Однажды я был направлен в индустриальный городок Курбевуа, на авиационный завод.
После моего выступления организаторы вечера – несколько пожилых рабочих, с которыми мы пошли в кафе, – узнав, что я был в Испании, спросили, не встречал ли я там Полковника. Оказывается, они его знали: он покупал на их заводе аэропланы для испанской Республиканской армии.
Они говорили о Полковнике иронически и даже сопровождали его имя сочными эпитетами, которых я не могу привести именно по причине их избыточной сочности.
Я рассказал им, какое неприятное впечатление он произвел и на нас, и признался, что мы не понимали, почему он пошел в армию Республики, а не к Франко.
Тогда один из моих собеседников сказал, рассмеявшись:
– Дурак он, что ли, идти к фашистам?! Сейчас это самое загаженное место на всем земном шаре. А Полковник хочет славы. Он хочет, чтобы все им любовались, чтобы дамочки говорили: «Ах, какой он храбрый и смелый!» Но для этого надо быть на виду, надо кувыркаться прямо перед прожектором. А все прожектора наведены на Республику, на борющийся народ. Вот и пришлось ему идти в армию Республики. Если бы не это, не честолюбие и тщеславие, – какое бы ему было дело до испанского народа и до его борьбы за свободу!
Слова эти оказались пророческими: летом 1944 года, когда немцы уходили из Франции и пылили по дорогам, Полковник объявился в Париже. Он был по-прежнему полковником, но уже в танковых войсках, а не в авиации, и воевал уже не рядом с коммунистами, против реакции, а рядом с реакцией, против коммунистов.
Не часто вспоминаю я о нем. Но когда вспоминаю, то с горечью. Грустно думать, как свободно живет погань на этом свете, как она ходит в почтенных людях, в писателях, в героях, в духовных вождях и как она ничего не боится, как не испытывает, по-видимому, жжения в затылке, напряженно ждущем тумака, ходит свободная, торжествующая и принимает поклонение!

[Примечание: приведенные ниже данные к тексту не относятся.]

//! WASM bindings for reading PDF documents aloud.
//!
//! This crate exposes a `PdfReaderApp` class that a page drives from its
//! drop target, file picker and control buttons, re-rendering from `view()`
//! whenever the change callback fires.

mod file;
mod speech;

use std::cell::{Cell, RefCell};
use std::rc::Rc;

use futures::channel::mpsc;
use futures::StreamExt;
use wasm_bindgen::prelude::*;
use wasm_bindgen_futures::{future_to_promise, spawn_local};
use web_sys::FileList;

use readaloud_core::error::ReaderError;
use readaloud_core::models::config::ReaderConfig;
use readaloud_core::pdf::PdfTextExtractor;
use readaloud_core::session::ReaderScreen;
use readaloud_core::view::{ScreenView, ViewOptions};

pub use file::BrowserFile;
pub use speech::BrowserSpeech;

/// Initialize panic hook for better error messages in console.
#[wasm_bindgen(start)]
pub fn init() {
    #[cfg(feature = "console_error_panic_hook")]
    console_error_panic_hook::set_once();
}

/// Version information.
#[wasm_bindgen]
pub fn version() -> String {
    env!("CARGO_PKG_VERSION").to_string()
}

/// Extract the readable text of PDF bytes.
///
/// Rejects with the user-facing extraction message.
#[wasm_bindgen]
pub fn extract_text(data: &[u8]) -> Result<String, JsValue> {
    PdfTextExtractor::new()
        .extract_bytes(data)
        .map_err(|e| JsValue::from_str(&e.to_string()))
}

/// Default configuration as a plain object.
#[wasm_bindgen]
pub fn default_config() -> Result<JsValue, JsValue> {
    serde_wasm_bindgen::to_value(&ReaderConfig::default())
        .map_err(|e| JsValue::from_str(&e.to_string()))
}

struct Shared {
    screen: RefCell<ReaderScreen<BrowserSpeech>>,
    extractor: PdfTextExtractor,
    config: ReaderConfig,
    drag_active: Cell<bool>,
    on_change: RefCell<Option<js_sys::Function>>,
}

impl Shared {
    fn notify(&self) {
        let callback = self.on_change.borrow().clone();
        if let Some(callback) = callback {
            if let Err(e) = callback.call0(&JsValue::NULL) {
                web_sys::console::error_2(&JsValue::from_str("change callback failed:"), &e);
            }
        }
    }

    fn view(&self) -> ScreenView {
        ScreenView::render(
            &self.screen.borrow(),
            ViewOptions {
                drag_active: self.drag_active.get(),
                max_file_size: self.config.upload.max_file_size,
                volume_step: self.config.speech.volume_step,
            },
        )
    }

    /// Apply a control action, then tell the page to re-render.
    fn update(&self, action: impl FnOnce(&mut ReaderScreen<BrowserSpeech>)) {
        action(&mut self.screen.borrow_mut());
        self.notify();
    }
}

fn alert(message: &str) {
    let shown = web_sys::window().map(|window| window.alert_with_message(message));
    if !matches!(shown, Some(Ok(()))) {
        web_sys::console::error_1(&JsValue::from_str(message));
    }
}

/// The reader screen for one page.
///
/// Calling `free()` unmounts it and cancels any speech still playing.
#[wasm_bindgen]
pub struct PdfReaderApp {
    shared: Rc<Shared>,
}

#[wasm_bindgen]
impl PdfReaderApp {
    /// Create a reader. `config` may be omitted to use defaults.
    #[wasm_bindgen(constructor)]
    pub fn new(config: JsValue) -> Result<PdfReaderApp, JsValue> {
        let config: ReaderConfig = if config.is_undefined() || config.is_null() {
            ReaderConfig::default()
        } else {
            serde_wasm_bindgen::from_value(config).map_err(|e| JsValue::from_str(&e.to_string()))?
        };
        config.validate().map_err(|e| JsValue::from_str(&e.to_string()))?;

        let (tx, mut rx) = mpsc::unbounded();
        let screen = ReaderScreen::with_volume(BrowserSpeech::new(tx), config.speech.default_volume);
        let extractor = PdfTextExtractor::new().with_page_separator(config.pdf.page_separator.clone());

        let shared = Rc::new(Shared {
            screen: RefCell::new(screen),
            extractor,
            config,
            drag_active: Cell::new(false),
            on_change: RefCell::new(None),
        });

        // Speech callbacks land here, one at a time, outside any borrow.
        let weak = Rc::downgrade(&shared);
        spawn_local(async move {
            while let Some(event) = rx.next().await {
                let Some(shared) = weak.upgrade() else {
                    break;
                };
                let handled = shared.screen.borrow_mut().handle_speech_event(event);
                if handled {
                    shared.notify();
                }
            }
        });

        Ok(PdfReaderApp { shared })
    }

    /// Register the function called after every state change.
    #[wasm_bindgen]
    pub fn on_change(&self, callback: js_sys::Function) {
        *self.shared.on_change.borrow_mut() = Some(callback);
    }

    /// Current view model as a plain object.
    #[wasm_bindgen]
    pub fn view(&self) -> Result<JsValue, JsValue> {
        serde_wasm_bindgen::to_value(&self.shared.view())
            .map_err(|e| JsValue::from_str(&e.to_string()))
    }

    /// Track whether a drag is hovering the drop target.
    #[wasm_bindgen]
    pub fn set_drag_active(&self, active: bool) {
        if self.shared.drag_active.replace(active) != active {
            self.shared.notify();
        }
    }

    /// Handle files from a drop or the picker.
    ///
    /// Resolves to `true` once extracted text is shown, `false` if the
    /// selection was rejected, empty, failed, or superseded.
    #[wasm_bindgen]
    pub fn accept_files(&self, files: FileList) -> js_sys::Promise {
        let shared = Rc::clone(&self.shared);
        shared.drag_active.set(false);
        let files: Vec<BrowserFile> = (0..files.length())
            .filter_map(|i| files.get(i))
            .map(BrowserFile::new)
            .collect();

        future_to_promise(async move {
            let policy = shared.config.upload_policy();
            let file = match policy.accept_single(&files) {
                Ok(Some(file)) => file,
                Ok(None) => return Ok(JsValue::FALSE),
                Err(rejection) => {
                    shared.notify();
                    alert(&rejection.to_string());
                    return Ok(JsValue::FALSE);
                }
            };

            let ticket = shared.screen.borrow_mut().begin_upload();
            shared.notify();

            let result = shared.extractor.extract(file).await.map_err(ReaderError::from);
            let ok = result.is_ok();
            if let Err(e) = &result {
                web_sys::console::error_1(&JsValue::from_str(&format!("PDF processing error: {}", e)));
            }
            let applied = shared.screen.borrow_mut().finish_upload(ticket, result);
            shared.notify();

            Ok(JsValue::from_bool(applied && ok))
        })
    }

    #[wasm_bindgen]
    pub fn play(&self) {
        self.shared.update(|screen| screen.play());
    }

    #[wasm_bindgen]
    pub fn pause(&self) {
        self.shared.update(|screen| screen.pause());
    }

    /// Reset: stop speaking and forget the utterance.
    #[wasm_bindgen]
    pub fn stop(&self) {
        self.shared.update(|screen| screen.stop());
    }

    /// Play when stopped or paused, pause when speaking.
    #[wasm_bindgen]
    pub fn toggle(&self) {
        self.shared.update(|screen| {
            if screen.is_playing() {
                screen.pause();
            } else {
                screen.play();
            }
        });
    }

    #[wasm_bindgen]
    pub fn set_volume(&self, volume: f32) {
        self.shared.update(|screen| screen.set_volume(volume));
    }

    #[wasm_bindgen]
    pub fn dismiss_error(&self) {
        self.shared.update(|screen| screen.dismiss_error());
    }

    /// Extracted text, if any.
    #[wasm_bindgen]
    pub fn text(&self) -> Option<String> {
        self.shared.screen.borrow().text().map(str::to_string)
    }

    #[wasm_bindgen]
    pub fn is_playing(&self) -> bool {
        self.shared.screen.borrow().is_playing()
    }
}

Уж лучше бы этот Полковник оказался шпионом или диверсантом. Не так бы обидно было, как сознание того, что вот смогла прийти пустая душа и развалиться со своей мелкой лавочкой тщеславия как раз там, где народ борется за свое освобождение и истекает кровью.
5
Когда мы ехали из Валенсии в Мадрид, наш шофер вдруг затормозил, снял фуражку, перекрестился, поклонился, – я не знаю кому, – и, снова тронувшись в путь, счел нужным объяснить, что мы только что покинули Каталонию и въехали в собственно Испанию. Как испанец, он приветствовал свою родину.
Солнце жгло нестерпимо, на дорогах ни души, деревни встречались редко, города еще реже. Много величественных руин. Они напоминали о том, что мы находимся в стране древней и прекрасной культуры, в стране се сложной, мучительной, но славной историей.
Мы видели развалины триумфальной арки, воздвигнутой около двух тысяч лет назад в честь побед императора Траяна, который родился на испанской земле. Мы видели виадуки, построенные задолго до нашей эры. Мы видели покинутые рыцарские замки – в них бродила тень Сида Кампеадора.
Это была история Испании, ее далеко ушедшее прошлое.
Тут же, рядом, – ее сегодняшний день.
Он предстал перед нами в поэтическом образе оливковой рощи. Какие изумительные краски! Какая свежесть!
Но почему деревья стоят огороженные, группками, по два – по три? Почему огорожено серым камнем даже одинокое деревцо?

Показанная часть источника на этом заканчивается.